- Exercise data:
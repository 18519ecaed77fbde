//! Orchestration of one capture invocation
//!
//! Order of work:
//!
//! 1. create the session directory (nothing else is touched if this fails)
//! 2. build the document
//! 3. open a surface, measure, capture the full image, release the surface
//! 4. slice into chunks, then delete the full image
//!
//! The surface is held in a [`SurfaceLease`], so it is closed exactly once
//! whichever stage fails. A fatal failure also removes the session
//! directory: callers never see a partial session.

use std::path::PathBuf;
use std::sync::Arc;
use std::time::Instant;

use chrono::{DateTime, FixedOffset, Local};
use log::{error, info, warn};

use crate::document::build_document;
use crate::renderer;
use crate::session::CaptureSession;
use crate::slicer::{self, plan_chunks, ChunkGeometry, DirectorySink, SliceReport};
use crate::surface::{Surface, SurfaceLease};
use crate::{CaptureRequest, Error, Measurement, RenderConfig, Result};

type Clock = Arc<dyn Fn() -> DateTime<FixedOffset> + Send + Sync>;

/// Outcome of a successful invocation
#[derive(Debug, Clone, PartialEq, Eq)]
pub struct CaptureSummary {
    /// Chunks actually written
    pub chunk_count: usize,
    /// The up-front estimate; may differ from `chunk_count` in either direction
    pub planned_count: usize,
    /// Session directory
    pub location: PathBuf,
    pub session_id: String,
    /// Written chunk files in index order
    pub chunks: Vec<PathBuf>,
    /// Indices of tail chunks that failed and were skipped
    pub failed: Vec<usize>,
    pub measurement: Measurement,
}

/// Runs transcripts through render, capture and slice
#[derive(Clone)]
pub struct Pipeline {
    config: RenderConfig,
    clock: Clock,
}

impl Pipeline {
    pub fn new(config: RenderConfig) -> Self {
        Self {
            config,
            clock: Arc::new(|| Local::now().fixed_offset()),
        }
    }

    /// Replace the wall clock used for "Today"/"Yesterday" labels and the status bar.
    pub fn with_clock<F>(mut self, now: F) -> Self
    where
        F: Fn() -> DateTime<FixedOffset> + Send + Sync + 'static,
    {
        self.clock = Arc::new(now);
        self
    }

    pub fn config(&self) -> &RenderConfig {
        &self.config
    }

    /// Run one invocation; `open` acquires a fresh surface for it.
    pub fn capture<S, F>(&self, request: &CaptureRequest, open: F) -> Result<CaptureSummary>
    where
        S: Surface,
        F: FnOnce(&RenderConfig) -> Result<S>,
    {
        self.config.validate()?;
        let started = Instant::now();
        info!(
            "Received screenshot request for contact: {} with {} messages.",
            request.contact_name,
            request.messages.len()
        );

        let session = CaptureSession::create(&self.config.output_root)?;

        match self.run(&session, request, open) {
            Ok((measurement, report)) => {
                let summary = CaptureSummary {
                    chunk_count: report.written_count(),
                    planned_count: report.planned_count,
                    location: session.dir().to_path_buf(),
                    session_id: session.id().to_string(),
                    chunks: report.written_paths(),
                    failed: report.failures().map(|(rect, _)| rect.index).collect(),
                    measurement,
                };
                info!(
                    "Generated {} screenshots in {} ({} ms)",
                    summary.chunk_count,
                    summary.location.display(),
                    started.elapsed().as_millis()
                );
                Ok(summary)
            }
            Err(e) => {
                error!("Error generating screenshots: {}", e);
                let dir = session.dir().to_path_buf();
                if let Err(discard_err) = session.discard() {
                    warn!("Failed to remove session {}: {}", dir.display(), discard_err);
                }
                Err(e)
            }
        }
    }

    fn run<S, F>(&self, session: &CaptureSession, request: &CaptureRequest, open: F) -> Result<(Measurement, SliceReport)>
    where
        S: Surface,
        F: FnOnce(&RenderConfig) -> Result<S>,
    {
        let now = (self.clock)();
        let document = build_document(request, self.config.chunk_width, &now);

        let surface = open(&self.config).map_err(|e| match e {
            Error::Render(_) => e,
            other => Error::Render(format!("Failed to open rendering surface: {}", other)),
        })?;
        let mut lease = SurfaceLease::new(surface);

        let measurement = renderer::measure(&mut *lease, &document, &self.config)?;
        let full = renderer::capture(&mut *lease, &measurement, &self.config, session.dir())?;

        // Slicing only needs the stored image.
        if let Err(e) = lease.release() {
            warn!("Failed to release rendering surface: {}", e);
        }

        let image = full.load()?;
        let geometry = ChunkGeometry {
            width: self.config.chunk_width,
            height: self.config.chunk_height(),
        };
        info!(
            "Using {}:{} aspect ratio: {}x{}",
            self.config.aspect_ratio.1, self.config.aspect_ratio.0, geometry.width, geometry.height
        );

        let plan = plan_chunks(measurement, geometry);
        let mut sink = DirectorySink::new(session.dir());
        let report = slicer::slice(&image, &plan, &mut sink)?;

        if let Err(e) = full.remove() {
            warn!("Failed to remove full capture: {}", e);
        }

        Ok((measurement, report))
    }
}

impl std::fmt::Debug for Pipeline {
    fn fmt(&self, f: &mut std::fmt::Formatter<'_>) -> std::fmt::Result {
        f.debug_struct("Pipeline").field("config", &self.config).finish_non_exhaustive()
    }
}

- Exercise prompt: Print the material once more. Change nothing.

- Expected output:
repository 18519ecaed77fbde
//! Orchestration of one capture invocation
//!
//! Order of work:
//!
//! 1. create the session directory (nothing else is touched if this fails)
//! 2. build the document
//! 3. open a surface, measure, capture the full image, release the surface
//! 4. slice into chunks, then delete the full image
//!
//! The surface is held in a [`SurfaceLease`], so it is closed exactly once
//! whichever stage fails. A fatal failure also removes the session
//! directory: callers never see a partial session.

use std::path::PathBuf;
use std::sync::Arc;
use std::time::Instant;

use chrono::{DateTime, FixedOffset, Local};
use log::{error, info, warn};

use crate::document::build_document;
use crate::renderer;
use crate::session::CaptureSession;
use crate::slicer::{self, plan_chunks, ChunkGeometry, DirectorySink, SliceReport};
use crate::surface::{Surface, SurfaceLease};
use crate::{CaptureRequest, Error, Measurement, RenderConfig, Result};

type Clock = Arc<dyn Fn() -> DateTime<FixedOffset> + Send + Sync>;

/// Outcome of a successful invocation
#[derive(Debug, Clone, PartialEq, Eq)]
pub struct CaptureSummary {
    /// Chunks actually written
    pub chunk_count: usize,
    /// The up-front estimate; may differ from `chunk_count` in either direction
    pub planned_count: usize,
    /// Session directory
    pub location: PathBuf,
    pub session_id: String,
    /// Written chunk files in index order
    pub chunks: Vec<PathBuf>,
    /// Indices of tail chunks that failed and were skipped
    pub failed: Vec<usize>,
    pub measurement: Measurement,
}

/// Runs transcripts through render, capture and slice
#[derive(Clone)]
pub struct Pipeline {
    config: RenderConfig,
    clock: Clock,
}

impl Pipeline {
    pub fn new(config: RenderConfig) -> Self {
        Self {
            config,
            clock: Arc::new(|| Local::now().fixed_offset()),
        }
    }

    /// Replace the wall clock used for "Today"/"Yesterday" labels and the status bar.
    pub fn with_clock<F>(mut self, now: F) -> Self
    where
        F: Fn() -> DateTime<FixedOffset> + Send + Sync + 'static,
    {
        self.clock = Arc::new(now);
        self
    }

    pub fn config(&self) -> &RenderConfig {
        &self.config
    }

    /// Run one invocation; `open` acquires a fresh surface for it.
    pub fn capture<S, F>(&self, request: &CaptureRequest, open: F) -> Result<CaptureSummary>
    where
        S: Surface,
        F: FnOnce(&RenderConfig) -> Result<S>,
    {
        self.config.validate()?;
        let started = Instant::now();
        info!(
            "Received screenshot request for contact: {} with {} messages.",
            request.contact_name,
            request.messages.len()
        );

        let session = CaptureSession::create(&self.config.output_root)?;

        match self.run(&session, request, open) {
            Ok((measurement, report)) => {
                let summary = CaptureSummary {
                    chunk_count: report.written_count(),
                    planned_count: report.planned_count,
                    location: session.dir().to_path_buf(),
                    session_id: session.id().to_string(),
                    chunks: report.written_paths(),
                    failed: report.failures().map(|(rect, _)| rect.index).collect(),
                    measurement,
                };
                info!(
                    "Generated {} screenshots in {} ({} ms)",
                    summary.chunk_count,
                    summary.location.display(),
                    started.elapsed().as_millis()
                );
                Ok(summary)
            }
            Err(e) => {
                error!("Error generating screenshots: {}", e);
                let dir = session.dir().to_path_buf();
                if let Err(discard_err) = session.discard() {
                    warn!("Failed to remove session {}: {}", dir.display(), discard_err);
                }
                Err(e)
            }
        }
    }

    fn run<S, F>(&self, session: &CaptureSession, request: &CaptureRequest, open: F) -> Result<(Measurement, SliceReport)>
    where
        S: Surface,
        F: FnOnce(&RenderConfig) -> Result<S>,
    {
        let now = (self.clock)();
        let document = build_document(request, self.config.chunk_width, &now);

        let surface = open(&self.config).map_err(|e| match e {
            Error::Render(_) => e,
            other => Error::Render(format!("Failed to open rendering surface: {}", other)),
        })?;
        let mut lease = SurfaceLease::new(surface);

        let measurement = renderer::measure(&mut *lease, &document, &self.config)?;
        let full = renderer::capture(&mut *lease, &measurement, &self.config, session.dir())?;

        // Slicing only needs the stored image.
        if let Err(e) = lease.release() {
            warn!("Failed to release rendering surface: {}", e);
        }

        let image = full.load()?;
        let geometry = ChunkGeometry {
            width: self.config.chunk_width,
            height: self.config.chunk_height(),
        };
        info!(
            "Using {}:{} aspect ratio: {}x{}",
            self.config.aspect_ratio.1, self.config.aspect_ratio.0, geometry.width, geometry.height
        );

        let plan = plan_chunks(measurement, geometry);
        let mut sink = DirectorySink::new(session.dir());
        let report = slicer::slice(&image, &plan, &mut sink)?;

        if let Err(e) = full.remove() {
            warn!("Failed to remove full capture: {}", e);
        }

        Ok((measurement, report))
    }
}

impl std::fmt::Debug for Pipeline {
    fn fmt(&self, f: &mut std::fmt::Formatter<'_>) -> std::fmt::Result {
        f.debug_struct("Pipeline").field("config", &self.config).finish_non_exhaustive()
    }
}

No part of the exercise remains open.